You are in a unique position and yes it's unfair that your being threatened with having your pump supply stopped.

If I was in your shoes I'd find out what the complaints procedure is at your hospital, so call up and find out the name of a person you can write to is and their job title, then sit down and write a letter as you have done in this post explaining your circumstances and how this would affect your life if your supplies were stopped. That person has a responsibility to investigate the case to see if a compromise can be reached.

I appreciate that this may be affecting your anxiety so please try to stay calm, take deep breaths and hopefully you will get a response soon.
 
Thank you Juicyj,
When you say to find the right person and there position at the hospital, do you have any tips on how to do that please? I don't mind having to do the research, just asking as they often make it hard to figure out who the right person is.
To be honest, I had hoped that the local MP would have given me that kind of information or some other contact but the pure ignorance towards me and my situation is shameful.
 
Oh, thats horrendous. To add to what @Juicyj says, you should be able to get Non Emergency Patient Transport from the Ambulance Service to take you and bring you home from your hospital appointments, nobody should be left stranded. Sending a big hug to you xxx
 
Thank you,
Yes I used to use the non emergency transport service but often ended up having to give my whole day to an appointment which given the benefits was fine until they stopped anybody travelling with me unless they needed to help me administer meds during the journey. This became a big problem as my panic attacks became worse.
I often feel I am asking a lot but when I think about the cost to the NHS when I am spending a lot of time hospitalised, I feel that it isnt much to ask.

One of the diabetic nurses is frequently visiting a surgery just down the road to me and she saw me there once but they now refuse to even consider letting me see her there regularly.

I have given nothing but praise to the team over recent years and now I feel the way I am treated by them is despicable.
They even offer home visits to people that live within the city but I feel they see me as an inconvenient outsider now I don't live there
 
You have not said much about your GP. Does he or she visit you at home?

And what part has he/she played trying to stop your rights being trampled on?

The support of a group who can write letters and such for you and help be your advocates as @DCUKMod suggests sounds like a good start and maybe they can get your GP to do more.

Whether you need to be represented in terms of your country's antidiscrimination laws would require your advocates to seek a legal opinion for you.

With financial pressures on a health service in any country, health professionals seem to lose their sense of humanity all to quickly.

This is unconscionable whatever their reasons.

Please let us know how things progress so that you have support, suggestions and the wherewithall to fight your corner.
 
@kitedoc - I can only think you have tagged me in error.

Moving onto the OP; @KatiesOnlyDaddy . KatiesOnlyDaddy, I suggest you call the Diabetes UK Helpline, to talk to someone about this. They have a wealth of specialist knowledge that could be helpful. The details for England are near the top of the page, with the Scottish details further down:

https://www.diabetes.org.uk/how_we_help/helpline

Good luck with it all
 

The easiest way to do this is to simply call the hospital and speak to reception and ask them what their complaints procedure is and who you can address a complaint to, they have a policy in place for managing complaints so should tell you this.
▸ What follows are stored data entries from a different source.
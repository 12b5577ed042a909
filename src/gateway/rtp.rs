use std::time::Duration;

use crate::gateway::constants::{
    OPUS_SAMPLE_RATE, RTP_HEADER_LEN, RTP_OPUS_PAYLOAD_TYPE, RTP_VERSION_BYTE,
};

#[derive(Debug, Clone, Copy, PartialEq, Eq)]
pub struct MediaHeader {
    pub sequence: u16,
    pub timestamp: u32,
    pub ssrc: u32,
}

/// Builds the 12-byte RTP header: `80 78 | seq BE | timestamp BE | ssrc BE`.
pub fn encode_media_header(sequence: u16, timestamp: u32, ssrc: u32) -> [u8; RTP_HEADER_LEN] {
    let mut header = [0u8; RTP_HEADER_LEN];
    header[0] = RTP_VERSION_BYTE;
    header[1] = RTP_OPUS_PAYLOAD_TYPE;
    header[2..4].copy_from_slice(&sequence.to_be_bytes());
    header[4..8].copy_from_slice(&timestamp.to_be_bytes());
    header[8..12].copy_from_slice(&ssrc.to_be_bytes());
    header
}

pub fn decode_media_header(packet: &[u8]) -> Option<MediaHeader> {
    let header: &[u8; RTP_HEADER_LEN] = packet.get(..RTP_HEADER_LEN)?.try_into().ok()?;
    if header[0] != RTP_VERSION_BYTE || header[1] != RTP_OPUS_PAYLOAD_TYPE {
        return None;
    }

    Some(MediaHeader {
        sequence: u16::from_be_bytes([header[2], header[3]]),
        timestamp: u32::from_be_bytes([header[4], header[5], header[6], header[7]]),
        ssrc: u32::from_be_bytes([header[8], header[9], header[10], header[11]]),
    })
}

/// Number of 48 kHz samples carried by an Opus packet, read from its TOC
/// byte (RFC 6716 §3.1) and, for code 3 packets, the frame count byte.
pub fn opus_sample_count(packet: &[u8]) -> Option<u32> {
    let toc = *packet.first()?;
    let config = toc >> 3;

    let per_frame = match config {
        0..=11 => [480, 960, 1920, 2880][(config % 4) as usize],
        12..=15 => [480, 960][(config % 2) as usize],
        _ => [120, 240, 480, 960][(config % 4) as usize],
    };

    let frames = match toc & 0b11 {
        0 => 1,
        1 | 2 => 2,
        _ => match packet.get(1)? & 0x3F {
            0 => return None,
            n => u32::from(n),
        },
    };

    Some(per_frame * frames)
}

/// Playout duration for the standard Opus packet sizes; `None` for anything
/// else.
pub fn frame_duration(samples: u32) -> Option<Duration> {
    match samples {
        120 | 240 | 480 | 960 | 1_920 | 2_880 | 3_840 | 4_800 | 5_760 => Some(Duration::from_micros(
            u64::from(samples) * 1_000_000 / u64::from(OPUS_SAMPLE_RATE),
        )),
        _ => None,
    }
}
Your local MP sounds about as much use as a chocolate teapot so don't waste any more energy on them, just call your hospital now and find this out so you can draft a good letter, best wishes J
 
I hate to say it, but I can see the point of the diabetes team. It's possible you have moved out of the area they have responsibility for and they are no longer required (or paid) to help you. In sending a person to your home they are taking at least half a day to see one person, but at the clinic they could see five or six - it's a matter of using resources as best they can. Similarly, if the nearby surgery list is full, you can't expect someone to be thrown off to make room for you. I also understand that they can't allow you to keep going with the pump if you are unsupervised, although why they couldn't let the GP supervise you I don't know.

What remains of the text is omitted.